## HOW TO COMPLETE THIS TASK
Stop after the line with "Whether this value"; until then, please copy every line of the records word for word from the first.

--------

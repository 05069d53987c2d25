//! Field values stored on records.

use std::cmp::Ordering;

use chrono::{DateTime, Utc};
use cloudview_fields::{FieldType, PrimitiveType, SortKind};
use indexmap::IndexMap;
use serde::Serialize;

/// One item of a composite-repeated field, property name → value.
pub type Item = IndexMap<String, String>;

/// A stored field value. `Absent` is the explicit "no value" marker.
#[derive(Debug, Clone, Default, PartialEq, Serialize)]
#[serde(untagged)]
pub enum FieldValue {
    #[default]
    Absent,
    String(String),
    Boolean(bool),
    Integer(i64),
    Timestamp(DateTime<Utc>),
    Items(Vec<Item>),
}

impl FieldValue {
    pub fn is_absent(&self) -> bool {
        matches!(self, FieldValue::Absent)
    }

    /// Absent, or a composite with no items.
    pub fn is_empty(&self) -> bool {
        match self {
            FieldValue::Absent => true,
            FieldValue::Items(items) => items.is_empty(),
            _ => false,
        }
    }

    /// Whether this value may be stored in a field of `field_type`.
    /// `Absent` conforms to every type.
    pub fn conforms_to(&self, field_type: &FieldType) -> bool {
        match (self, field_type) {
            (FieldValue::Absent, _) => true,
            (FieldValue::Items(_), FieldType::CompositeRepeated { .. }) => true,
            (value, FieldType::Primitive { primitive }) => value.primitive() == Some(*primitive),
            _ => false,
        }
    }

    fn primitive(&self) -> Option<PrimitiveType> {
        match self {
            FieldValue::String(_) => Some(PrimitiveType::String),
            FieldValue::Boolean(_) => Some(PrimitiveType::Boolean),
            FieldValue::Integer(_) => Some(PrimitiveType::Integer),
            FieldValue::Timestamp(_) => Some(PrimitiveType::Timestamp),
            FieldValue::Absent | FieldValue::Items(_) => None,
        }
    }

    /// Scalar value as text, the way list filters and select options see it.
    pub fn as_text(&self) -> Option<String> {
        match self {
            FieldValue::String(s) => Some(s.clone()),
            FieldValue::Boolean(b) => Some(b.to_string()),
            FieldValue::Integer(i) => Some(i.to_string()),
            FieldValue::Timestamp(t) => Some(t.to_rfc3339()),
            FieldValue::Absent | FieldValue::Items(_) => None,
        }
    }

    /// Order two values of one column. Absent values sort first.
    pub fn compare(&self, other: &FieldValue, sort: SortKind) -> Ordering {
        match (self, other) {
            (FieldValue::Absent, FieldValue::Absent) => Ordering::Equal,
            (FieldValue::Absent, _) => Ordering::Less,
            (_, FieldValue::Absent) => Ordering::Greater,
            (FieldValue::Integer(a), FieldValue::Integer(b)) => a.cmp(b),
            (FieldValue::Timestamp(a), FieldValue::Timestamp(b)) => a.cmp(b),
            (FieldValue::Boolean(a), FieldValue::Boolean(b)) => a.cmp(b),
            (a, b) => {
                let (a, b) = (a.as_text().unwrap_or_default(), b.as_text().unwrap_or_default());
                match sort {
                    SortKind::Numeric => match (a.parse::<f64>(), b.parse::<f64>()) {
                        (Ok(x), Ok(y)) => x.partial_cmp(&y).unwrap_or(Ordering::Equal),
                        _ => a.cmp(&b),
                    },
                    SortKind::Alphanumeric | SortKind::Datetime => {
                        a.to_lowercase().cmp(&b.to_lowercase())
                    }
                }
            }
        }
    }
}

impl From<&str> for FieldValue {
    fn from(value: &str) -> Self {
        FieldValue::String(value.to_string())
    }
}

impl From<String> for FieldValue {
    fn from(value: String) -> Self {
        FieldValue::String(value)
    }
}

impl From<bool> for FieldValue {
    fn from(value: bool) -> Self {
        FieldValue::Boolean(value)
    }
}

impl From<i64> for FieldValue {
    fn from(value: i64) -> Self {
        FieldValue::Integer(value)
    }
}

impl From<DateTime<Utc>> for FieldValue {
    fn from(value: DateTime<Utc>) -> Self {
        FieldValue::Timestamp(value)
    }
}

impl From<Vec<Item>> for FieldValue {
    fn from(value: Vec<Item>) -> Self {
        FieldValue::Items(value)
    }
}

impl<T: Into<FieldValue>> From<Option<T>> for FieldValue {
    fn from(value: Option<T>) -> Self {
        value.map_or(FieldValue::Absent, Into::into)
    }
}

/// Typed extraction from a [`FieldValue`], used by `Record::get`.
pub trait FromFieldValue: Sized {
    /// Type name reported in mismatch errors.
    const EXPECTED: &'static str;

    /// `None` when the value holds another type.
    fn from_field_value(value: &FieldValue) -> Option<Self>;
}

impl FromFieldValue for String {
    const EXPECTED: &'static str = "string";

    fn from_field_value(value: &FieldValue) -> Option<Self> {
        match value {
            FieldValue::String(s) => Some(s.clone()),
            _ => None,
        }
    }
}

impl FromFieldValue for bool {
    const EXPECTED: &'static str = "boolean";

    fn from_field_value(value: &FieldValue) -> Option<Self> {
        match value {
            FieldValue::Boolean(b) => Some(*b),
            _ => None,
        }
    }
}

impl FromFieldValue for i64 {
    const EXPECTED: &'static str = "integer";

    fn from_field_value(value: &FieldValue) -> Option<Self> {
        match value {
            FieldValue::Integer(i) => Some(*i),
            _ => None,
        }
    }
}

impl FromFieldValue for DateTime<Utc> {
    const EXPECTED: &'static str = "timestamp";

    fn from_field_value(value: &FieldValue) -> Option<Self> {
        match value {
            FieldValue::Timestamp(t) => Some(*t),
            _ => None,
        }
    }
}

impl FromFieldValue for Vec<Item> {
    const EXPECTED: &'static str = "composite-repeated";

    fn from_field_value(value: &FieldValue) -> Option<Self> {
        match value {
            FieldValue::Items(items) => Some(items.clone()),
            _ => None,
        }
    }
}

#[cfg(test)]
mod tests {
    use super::*;
    use chrono::TimeZone;

    fn tag(key: &str, value: &str) -> Item {
        let mut item = Item::new();
        item.insert("item_key".into(), key.into());
        item.insert("item_value".into(), value.into());
        item
    }

    #[test]
    fn absent_conforms_to_everything() {
        let string = FieldType::Primitive {
            primitive: PrimitiveType::String,
        };
        let composite = FieldType::CompositeRepeated { properties: vec![] };
        assert!(FieldValue::Absent.conforms_to(&string));
        assert!(FieldValue::Absent.conforms_to(&composite));
    }

    #[test]
    fn conforms_to_checks_primitive() {
        let integer = FieldType::Primitive {
            primitive: PrimitiveType::Integer,
        };
        assert!(FieldValue::from(8_i64).conforms_to(&integer));
        assert!(!FieldValue::from("8").conforms_to(&integer));
        assert!(!FieldValue::Items(vec![]).conforms_to(&integer));
    }

    #[test]
    fn empty_items_is_empty() {
        assert!(FieldValue::Items(vec![]).is_empty());
        assert!(!FieldValue::Items(vec![tag("Name", "web")]).is_empty());
        assert!(!FieldValue::from("").is_empty());
    }

    #[test]
    fn option_converts_to_absent() {
        let none: Option<&str> = None;
        assert_eq!(FieldValue::from(none), FieldValue::Absent);
        assert_eq!(FieldValue::from(Some(true)), FieldValue::Boolean(true));
    }

    #[test]
    fn compare_numeric_and_text() {
        assert_eq!(
            FieldValue::from(2_i64).compare(&FieldValue::from(10_i64), SortKind::Numeric),
            Ordering::Less
        );
        assert_eq!(
            FieldValue::from("10").compare(&FieldValue::from("9"), SortKind::Numeric),
            Ordering::Greater
        );
        assert_eq!(
            FieldValue::from("b").compare(&FieldValue::from("A"), SortKind::Alphanumeric),
            Ordering::Greater
        );
        assert_eq!(
            FieldValue::Absent.compare(&FieldValue::from("a"), SortKind::Alphanumeric),
            Ordering::Less
        );
    }

    #[test]
    fn serializes_untagged() {
        let ts = Utc.with_ymd_and_hms(2024, 1, 2, 3, 4, 5).unwrap();
        assert_eq!(serde_json::to_value(FieldValue::Absent).unwrap(), serde_json::Value::Null);
        assert_eq!(
            serde_json::to_value(FieldValue::from(ts)).unwrap(),
            serde_json::json!("2024-01-02T03:04:05Z")
        );
        assert_eq!(
            serde_json::to_value(FieldValue::Items(vec![tag("Name", "web")])).unwrap(),
            serde_json::json!([{"item_key": "Name", "item_value": "web"}])
        );
    }

    #[test]
    fn typed_extraction() {
        assert_eq!(String::from_field_value(&"x".into()), Some("x".to_string()));
        assert_eq!(i64::from_field_value(&"x".into()), None);
        assert_eq!(bool::from_field_value(&true.into()), Some(true));
    }
}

--------

## WRITTEN ANSWER
repository 05069d53987c2d25
//! Field values stored on records.

use std::cmp::Ordering;

use chrono::{DateTime, Utc};
use cloudview_fields::{FieldType, PrimitiveType, SortKind};
use indexmap::IndexMap;
use serde::Serialize;

/// One item of a composite-repeated field, property name → value.
pub type Item = IndexMap<String, String>;

/// A stored field value. `Absent` is the explicit "no value" marker.
#[derive(Debug, Clone, Default, PartialEq, Serialize)]
#[serde(untagged)]
pub enum FieldValue {
    #[default]
    Absent,
    String(String),
    Boolean(bool),
    Integer(i64),
    Timestamp(DateTime<Utc>),
    Items(Vec<Item>),
}

impl FieldValue {
    pub fn is_absent(&self) -> bool {
        matches!(self, FieldValue::Absent)
    }

    /// Absent, or a composite with no items.
    pub fn is_empty(&self) -> bool {
        match self {
            FieldValue::Absent => true,
            FieldValue::Items(items) => items.is_empty(),
            _ => false,
        }
    }

    /// Whether this value may be stored in a field of `field_type`.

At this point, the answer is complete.